In recent years companies have increasingly used oil tankers as floating storage, letting the ships anchor at sea a few weeks or months longer than normal to wait out dips in oil prices. But what used to be a choice is appearing to be the only option for many tankers as global oil demand continues to be low, notes Bloomberg:

A 26-mile-long line of idled oil tankers, enough to blockade the English Channel, may signal a 25 percent slump in freight rates next year.
The ships will unload 26 percent of the crude and oil products they are storing in six months, adding to vessel supply and pushing rates for supertankers down to an average of $30,000 a day next year, compared with $40,212 now, according to the median estimate in a Bloomberg News survey of 15 analysts, traders and shipbrokers.
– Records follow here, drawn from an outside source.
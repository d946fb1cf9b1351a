use std::fmt;

use chrono::{DateTime, Utc};
use serde::{Deserialize, Serialize};

#[derive(Debug, Clone, Copy, PartialEq, Eq, Serialize, Deserialize)]
#[serde(rename_all = "lowercase")]
pub enum ProvisionStatus {
    Pending,
    Creating,
    Configuring,
    Ready,
    Failed,
    Destroying,
    Destroyed,
}

impl ProvisionStatus {
    /// Active provisions are the ones the reconciliation worker advances.
    pub fn is_active(self) -> bool {
        matches!(
            self,
            ProvisionStatus::Pending
                | ProvisionStatus::Creating
                | ProvisionStatus::Configuring
                | ProvisionStatus::Destroying
        )
    }

    /// Create-path forward edges plus operator retry (`failed → pending`) and
    /// the destroy edges. The destroy path is reachable from every state but
    /// `destroyed`, and never fails.
    pub fn can_transition_to(self, to: ProvisionStatus) -> bool {
        use ProvisionStatus::{
            Configuring, Creating, Destroyed, Destroying, Failed, Pending, Ready,
        };
        match to {
            Destroying => !matches!(self, Destroyed | Destroying),
            Destroyed => self == Destroying,
            Failed => matches!(self, Pending | Creating | Configuring),
            Pending => self == Failed,
            Creating => self == Pending,
            Configuring => self == Creating,
            Ready => self == Configuring,
        }
    }
}

impl fmt::Display for ProvisionStatus {
    fn fmt(&self, f: &mut fmt::Formatter<'_>) -> fmt::Result {
        let s = match self {
            ProvisionStatus::Pending => "pending",
            ProvisionStatus::Creating => "creating",
            ProvisionStatus::Configuring => "configuring",
            ProvisionStatus::Ready => "ready",
            ProvisionStatus::Failed => "failed",
            ProvisionStatus::Destroying => "destroying",
            ProvisionStatus::Destroyed => "destroyed",
        };
        f.write_str(s)
    }
}

/// Lifecycle handle for one cloud-instance-creation request. The external
/// identifiers fill in as the provisioner makes progress and survive
/// restarts, which is what makes the reconciliation loop resumable.
#[derive(Debug, Clone, PartialEq, Serialize, Deserialize)]
pub struct CloudProvision {
    pub id: i64,
    pub reference_id: String,
    pub creator_id: i64,
    pub credential_id: i64,
    /// Reference-ID alternative to `credential_id`; resolved by the store
    /// when `credential_id` is zero.
    #[serde(default, skip_serializing_if = "String::is_empty")]
    pub credential_ref: String,
    pub provider: String,
    pub instance_name: String,
    pub region: String,
    pub size: String,
    /// Provider-side instance ID, persisted the moment creation is accepted
    /// so a restart never re-creates.
    pub provider_instance_id: Option<String>,
    /// Provider-side ID of the registered SSH public key.
    pub provider_key_id: Option<String>,
    pub public_ip: Option<String>,
    /// The key pair generated for this provision.
    pub ssh_key_id: Option<i64>,
    /// The node produced on success.
    pub node_id: Option<i64>,
    pub status: ProvisionStatus,
    /// Operator-visible progress, e.g. "Waiting for SSH".
    #[serde(default, skip_serializing_if = "Option::is_none")]
    pub current_step: Option<String>,
    #[serde(default, skip_serializing_if = "Option::is_none")]
    pub error_message: Option<String>,
    pub created_at: DateTime<Utc>,
    pub updated_at: DateTime<Utc>,
}

#[cfg(test)]
mod tests {
    use super::*;
    use ProvisionStatus::{Configuring, Creating, Destroyed, Destroying, Failed, Pending, Ready};

    #[test]
    fn create_path_is_ordered() {
        assert!(Pending.can_transition_to(Creating));
        assert!(Creating.can_transition_to(Configuring));
        assert!(Configuring.can_transition_to(Ready));
        assert!(!Pending.can_transition_to(Configuring));
        assert!(!Creating.can_transition_to(Ready));
    }

    #[test]
    fn retry_only_from_failed() {
        assert!(Failed.can_transition_to(Pending));
        assert!(!Ready.can_transition_to(Pending));
        assert!(!Destroyed.can_transition_to(Pending));
    }

    #[test]
    fn destroy_reaches_everything_but_destroyed() {
        for from in [Pending, Creating, Configuring, Ready, Failed] {
            assert!(from.can_transition_to(Destroying), "{from} must be destroyable");
        }
        assert!(!Destroyed.can_transition_to(Destroying));
        assert!(Destroying.can_transition_to(Destroyed));
        assert!(!Destroying.can_transition_to(Failed));
    }

    #[test]
    fn active_set() {
        assert!(Pending.is_active());
        assert!(Creating.is_active());
        assert!(Configuring.is_active());
        assert!(Destroying.is_active());
        assert!(!Ready.is_active());
        assert!(!Failed.is_active());
        assert!(!Destroyed.is_active());
    }
}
That’s below what Frontline Ltd., the biggest operator of the ships, says it needs to break even.

At the end of November, 168 tankers were storing crude or refined products, according to data from Simpson, Spence & Young Ltd., the article notes. Their combined capacity of 23.8 million tons is equal to 5.9 percent of the tanker fleet and exceeds the previous record, set in 1981, when Japanese refiners used tankers with a combined 19.5 million deadweight tons.